To do: Please transcribe the data that follows, keeping every line exact.

Data to use:

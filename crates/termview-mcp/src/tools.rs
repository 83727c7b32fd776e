//! MCP Tool Types
//!
//! Parameter and response types for every tool the server exposes.

use schemars::JsonSchema;
use serde::{Deserialize, Serialize};

use termview_core::SessionSummary;
use termview_render::RenderConfig;

// =============================================================================
// Session Management Tools
// =============================================================================

/// Parameters for terminal_spawn
#[derive(Debug, Clone, Serialize, Deserialize, JsonSchema)]
pub struct SpawnParams {
    /// Shell or program to run (defaults to the platform shell)
    #[serde(default)]
    pub shell: Option<String>,

    /// Program arguments
    #[serde(default)]
    pub args: Vec<String>,

    /// Working directory (inherited if absent)
    #[serde(default)]
    pub cwd: Option<String>,

    /// Extra environment variables, merged over the inherited environment
    #[serde(default)]
    pub env: std::collections::HashMap<String, String>,

    /// Terminal width in character cells
    #[serde(default)]
    pub cols: Option<u16>,

    /// Terminal height in character cells
    #[serde(default)]
    pub rows: Option<u16>,
}

/// Response for terminal_spawn
#[derive(Debug, Clone, Serialize, Deserialize, JsonSchema)]
pub struct SpawnResponse {
    /// Unique session identifier
    pub session_id: String,

    /// Terminal width in character cells
    pub cols: u16,

    /// Terminal height in character cells
    pub rows: u16,

    /// Success message
    pub message: String,
}

/// Parameters for terminal_session_list
#[derive(Debug, Clone, Serialize, Deserialize, JsonSchema)]
pub struct SessionListParams {}

/// Response for terminal_session_list
#[derive(Debug, Clone, Serialize, Deserialize, JsonSchema)]
pub struct SessionListResponse {
    /// Summaries of all registered sessions
    pub sessions: Vec<SessionSummary>,

    /// Number of registered sessions
    pub count: usize,
}

/// Parameters for terminal_kill
#[derive(Debug, Clone, Serialize, Deserialize, JsonSchema)]
pub struct KillParams {
    /// Session to kill
    pub session_id: String,
}

/// Response for terminal_kill
#[derive(Debug, Clone, Serialize, Deserialize, JsonSchema)]
pub struct KillResponse {
    /// Killed session identifier
    pub session_id: String,

    /// Success message
    pub message: String,
}

// =============================================================================
// Input Tools
// =============================================================================

/// Parameters for terminal_write
#[derive(Debug, Clone, Serialize, Deserialize, JsonSchema)]
pub struct WriteParams {
    /// Target session
    pub session_id: String,

    /// Input text; literal `\r`, `\n`, `\t`, `\e`, and `\xHH` escapes
    /// are translated to control bytes
    pub input: String,
}

/// Response for terminal_write
#[derive(Debug, Clone, Serialize, Deserialize, JsonSchema)]
pub struct WriteResponse {
    /// Target session
    pub session_id: String,

    /// Number of bytes written to the PTY after unescaping
    pub bytes_written: usize,
}

/// Parameters for terminal_resize
#[derive(Debug, Clone, Serialize, Deserialize, JsonSchema)]
pub struct ResizeParams {
    /// Target session
    pub session_id: String,

    /// New width in character cells
    pub cols: u16,

    /// New height in character cells
    pub rows: u16,
}

/// Response for terminal_resize
#[derive(Debug, Clone, Serialize, Deserialize, JsonSchema)]
pub struct ResizeResponse {
    /// Target session
    pub session_id: String,

    /// Applied width
    pub cols: u16,

    /// Applied height
    pub rows: u16,
}

// =============================================================================
// Snapshot Tools
// =============================================================================

/// Parameters for terminal_text
#[derive(Debug, Clone, Serialize, Deserialize, JsonSchema)]
pub struct TextParams {
    /// Target session
    pub session_id: String,
}

/// Response for terminal_text
#[derive(Debug, Clone, Serialize, Deserialize, JsonSchema)]
pub struct TextResponse {
    /// Target session
    pub session_id: String,

    /// Screen content, one line per row with trailing blanks trimmed
    pub text: String,
}

/// Parameters for terminal_screenshot
#[derive(Debug, Clone, Serialize, Deserialize, JsonSchema)]
pub struct ScreenshotParams {
    /// Target session
    pub session_id: String,

    /// Rendering parameters (defaults used when absent)
    #[serde(default)]
    pub render: Option<RenderConfig>,
}

/// Metadata accompanying a terminal_screenshot image payload
#[derive(Debug, Clone, Serialize, Deserialize, JsonSchema)]
pub struct ScreenshotResponse {
    /// Target session
    pub session_id: String,

    /// Image format; always "png"
    pub format: String,

    /// Image width in pixels
    pub width: u32,

    /// Image height in pixels
    pub height: u32,
}

/// Parameters for terminal_wait_exit
#[derive(Debug, Clone, Serialize, Deserialize, JsonSchema)]
pub struct WaitExitParams {
    /// Target session
    pub session_id: String,
}

/// Response for terminal_wait_exit
#[derive(Debug, Clone, Serialize, Deserialize, JsonSchema)]
pub struct WaitExitResponse {
    /// Target session
    pub session_id: String,

    /// Process exit code
    pub exit_code: i32,
}

#[cfg(test)]
mod tests {
    use super::*;

    #[test]
    fn test_spawn_params_minimal() {
        let params: SpawnParams = serde_json::from_str("{}").unwrap();
        assert!(params.shell.is_none());
        assert!(params.args.is_empty());
        assert!(params.cols.is_none());
    }

    #[test]
    fn test_screenshot_params_with_render_overrides() {
        let params: ScreenshotParams = serde_json::from_str(
            r#"{"session_id": "sess-1", "render": {"cell_width": 12.0}}"#,
        )
        .unwrap();
        let render = params.render.unwrap();
        assert_eq!(render.cell_width, 12.0);
        assert_eq!(render.cell_height, 18.0);
    }

    #[test]
    fn test_write_params_roundtrip() {
        let params = WriteParams {
            session_id: "sess-3".to_string(),
            input: "ls\\r".to_string(),
        };
        let json = serde_json::to_string(&params).unwrap();
        let back: WriteParams = serde_json::from_str(&json).unwrap();
        assert_eq!(back.session_id, "sess-3");
        assert_eq!(back.input, "ls\\r");
    }
}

Exercise response:
filename crates/termview-mcp/src/tools.rs
repository 83727c7b32fd776e
//! MCP Tool Types
//!
//! Parameter and response types for every tool the server exposes.

use schemars::JsonSchema;
use serde::{Deserialize, Serialize};

use termview_core::SessionSummary;
use termview_render::RenderConfig;

// =============================================================================
// Session Management Tools
// =============================================================================

/// Parameters for terminal_spawn
#[derive(Debug, Clone, Serialize, Deserialize, JsonSchema)]
pub struct SpawnParams {
    /// Shell or program to run (defaults to the platform shell)
    #[serde(default)]
    pub shell: Option<String>,

    /// Program arguments
    #[serde(default)]
    pub args: Vec<String>,

    /// Working directory (inherited if absent)
    #[serde(default)]
    pub cwd: Option<String>,

    /// Extra environment variables, merged over the inherited environment
    #[serde(default)]
    pub env: std::collections::HashMap<String, String>,

    /// Terminal width in character cells
    #[serde(default)]
    pub cols: Option<u16>,

    /// Terminal height in character cells
    #[serde(default)]
    pub rows: Option<u16>,
}

/// Response for terminal_spawn
#[derive(Debug, Clone, Serialize, Deserialize, JsonSchema)]
pub struct SpawnResponse {
    /// Unique session identifier
    pub session_id: String,

    /// Terminal width in character cells
    pub cols: u16,

    /// Terminal height in character cells
    pub rows: u16,

    /// Success message
    pub message: String,
}

/// Parameters for terminal_session_list
#[derive(Debug, Clone, Serialize, Deserialize, JsonSchema)]
pub struct SessionListParams {}

/// Response for terminal_session_list
#[derive(Debug, Clone, Serialize, Deserialize, JsonSchema)]
pub struct SessionListResponse {
    /// Summaries of all registered sessions
    pub sessions: Vec<SessionSummary>,

    /// Number of registered sessions
    pub count: usize,
}

/// Parameters for terminal_kill
#[derive(Debug, Clone, Serialize, Deserialize, JsonSchema)]
pub struct KillParams {
    /// Session to kill
    pub session_id: String,
}

/// Response for terminal_kill
#[derive(Debug, Clone, Serialize, Deserialize, JsonSchema)]
pub struct KillResponse {
    /// Killed session identifier
    pub session_id: String,

    /// Success message
    pub message: String,
}

// =============================================================================
// Input Tools
// =============================================================================

/// Parameters for terminal_write
#[derive(Debug, Clone, Serialize, Deserialize, JsonSchema)]
pub struct WriteParams {
    /// Target session
    pub session_id: String,

    /// Input text; literal `\r`, `\n`, `\t`, `\e`, and `\xHH` escapes
    /// are translated to control bytes
    pub input: String,
}

/// Response for terminal_write
#[derive(Debug, Clone, Serialize, Deserialize, JsonSchema)]
pub struct WriteResponse {
    /// Target session
    pub session_id: String,

    /// Number of bytes written to the PTY after unescaping
    pub bytes_written: usize,
}

/// Parameters for terminal_resize
#[derive(Debug, Clone, Serialize, Deserialize, JsonSchema)]
pub struct ResizeParams {
    /// Target session
    pub session_id: String,

    /// New width in character cells
    pub cols: u16,

    /// New height in character cells
    pub rows: u16,
}

/// Response for terminal_resize
#[derive(Debug, Clone, Serialize, Deserialize, JsonSchema)]
pub struct ResizeResponse {
    /// Target session
    pub session_id: String,

    /// Applied width
    pub cols: u16,

    /// Applied height
    pub rows: u16,
}

// =============================================================================
// Snapshot Tools
// =============================================================================

/// Parameters for terminal_text
#[derive(Debug, Clone, Serialize, Deserialize, JsonSchema)]
pub struct TextParams {
    /// Target session
    pub session_id: String,
}

/// Response for terminal_text
#[derive(Debug, Clone, Serialize, Deserialize, JsonSchema)]
pub struct TextResponse {
    /// Target session
    pub session_id: String,

    /// Screen content, one line per row with trailing blanks trimmed
    pub text: String,
}

/// Parameters for terminal_screenshot
#[derive(Debug, Clone, Serialize, Deserialize, JsonSchema)]
pub struct ScreenshotParams {
    /// Target session
    pub session_id: String,

    /// Rendering parameters (defaults used when absent)
    #[serde(default)]
    pub render: Option<RenderConfig>,
}

/// Metadata accompanying a terminal_screenshot image payload
#[derive(Debug, Clone, Serialize, Deserialize, JsonSchema)]
pub struct ScreenshotResponse {
    /// Target session
    pub session_id: String,

    /// Image format; always "png"
    pub format: String,

    /// Image width in pixels
    pub width: u32,

    /// Image height in pixels
    pub height: u32,
}

/// Parameters for terminal_wait_exit
#[derive(Debug, Clone, Serialize, Deserialize, JsonSchema)]
pub struct WaitExitParams {
    /// Target session
    pub session_id: String,
}

/// Response for terminal_wait_exit
#[derive(Debug, Clone, Serialize, Deserialize, JsonSchema)]
pub struct WaitExitResponse {
    /// Target session
    pub session_id: String,

    /// Process exit code
    pub exit_code: i32,
}

#[cfg(test)]
mod tests {
    use super::*;

    #[test]
    fn test_spawn_params_minimal() {
        let params: SpawnParams = serde_json::from_str("{}").unwrap();
        assert!(params.shell.is_none());
        assert!(params.args.is_empty());
        assert!(params.cols.is_none());
    }

    #[test]
    fn test_screenshot_params_with_render_overrides() {
        let params: ScreenshotParams = serde_json::from_str(
            r#"{"session_id": "sess-1", "render": {"cell_width": 12.0}}"#,
        )
        .unwrap();
        let render = params.render.unwrap();
        assert_eq!(render.cell_width, 12.0);
        assert_eq!(render.cell_height, 18.0);
    }

    #[test]
    fn test_write_params_roundtrip() {
        let params = WriteParams {
            session_id: "sess-3".to_string(),
            input: "ls\\r".to_string(),
        };
        let json = serde_json::to_string(&params).unwrap();
        let back: WriteParams = serde_json::from_str(&json).unwrap();
        assert_eq!(back.session_id, "sess-3");
        assert_eq!(back.input, "ls\\r");
    }
}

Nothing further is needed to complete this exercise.